- _THE DATA_:
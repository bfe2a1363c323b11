use std::time::Duration;

use image::RgbImage;
use serde::{Deserialize, Serialize};

/// One decoded frame.
#[derive(Debug, Clone, PartialEq)]
pub struct Frame {
    /// 0-based position in the source video
    pub index: u64,
    /// Presentation time derived from the stream frame rate
    pub timestamp: Duration,
    pub image: RgbImage,
}

impl Frame {
    pub fn new(index: u64, fps: f64, image: RgbImage) -> Self {
        let timestamp = if fps > 0.0 {
            Duration::from_secs_f64(index as f64 / fps)
        } else {
            Duration::ZERO
        };
        Self {
            index,
            timestamp,
            image,
        }
    }

    /// Same index and timestamp, different pixels.
    pub fn with_image(&self, image: RgbImage) -> Self {
        Self {
            index: self.index,
            timestamp: self.timestamp,
            image,
        }
    }

    pub fn resolution(&self) -> (u32, u32) {
        self.image.dimensions()
    }
}

/// Stream properties, read once when a job starts.
#[derive(Debug, Clone, Copy, PartialEq, Serialize, Deserialize)]
pub struct VideoMetadata {
    pub frame_count: u64,
    pub fps: f64,
    pub width: u32,
    pub height: u32,
}

impl VideoMetadata {
    pub fn resolution(&self) -> (u32, u32) {
        (self.width, self.height)
    }

    pub fn duration(&self) -> Duration {
        if self.fps > 0.0 {
            Duration::from_secs_f64(self.frame_count as f64 / self.fps)
        } else {
            Duration::ZERO
        }
    }
}

#[cfg(test)]
mod tests {
    use super::*;

    #[test]
    fn test_timestamp_from_fps() {
        let frame = Frame::new(45, 30.0, RgbImage::new(4, 2));
        assert_eq!(frame.timestamp, Duration::from_millis(1500));
        assert_eq!(frame.resolution(), (4, 2));
    }

    #[test]
    fn test_duration() {
        let meta = VideoMetadata {
            frame_count: 90,
            fps: 30.0,
            width: 640,
            height: 480,
        };
        assert_eq!(meta.duration(), Duration::from_secs(3));
    }
}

- _EXERCISE PROMPT_:
What you write must match the records above exactly, line for line.

- _OUTPUT FOR THIS EXERCISE_:
repository bfe2a1363c323b11
use std::time::Duration;

use image::RgbImage;
use serde::{Deserialize, Serialize};

/// One decoded frame.
#[derive(Debug, Clone, PartialEq)]
pub struct Frame {
    /// 0-based position in the source video
    pub index: u64,
    /// Presentation time derived from the stream frame rate
    pub timestamp: Duration,
    pub image: RgbImage,
}

impl Frame {
    pub fn new(index: u64, fps: f64, image: RgbImage) -> Self {
        let timestamp = if fps > 0.0 {
            Duration::from_secs_f64(index as f64 / fps)
        } else {
            Duration::ZERO
        };
        Self {
            index,
            timestamp,
            image,
        }
    }

    /// Same index and timestamp, different pixels.
    pub fn with_image(&self, image: RgbImage) -> Self {
        Self {
            index: self.index,
            timestamp: self.timestamp,
            image,
        }
    }

    pub fn resolution(&self) -> (u32, u32) {
        self.image.dimensions()
    }
}

/// Stream properties, read once when a job starts.
#[derive(Debug, Clone, Copy, PartialEq, Serialize, Deserialize)]
pub struct VideoMetadata {
    pub frame_count: u64,
    pub fps: f64,
    pub width: u32,
    pub height: u32,
}

impl VideoMetadata {
    pub fn resolution(&self) -> (u32, u32) {
        (self.width, self.height)
    }

    pub fn duration(&self) -> Duration {
        if self.fps > 0.0 {
            Duration::from_secs_f64(self.frame_count as f64 / self.fps)
        } else {
            Duration::ZERO
        }
    }
}

#[cfg(test)]
mod tests {
    use super::*;

    #[test]
    fn test_timestamp_from_fps() {
        let frame = Frame::new(45, 30.0, RgbImage::new(4, 2));
        assert_eq!(frame.timestamp, Duration::from_millis(1500));
        assert_eq!(frame.resolution(), (4, 2));
    }

    #[test]
    fn test_duration() {
        let meta = VideoMetadata {
            frame_count: 90,
            fps: 30.0,
            width: 640,
            height: 480,
        };
        assert_eq!(meta.duration(), Duration::from_secs(3));
    }
}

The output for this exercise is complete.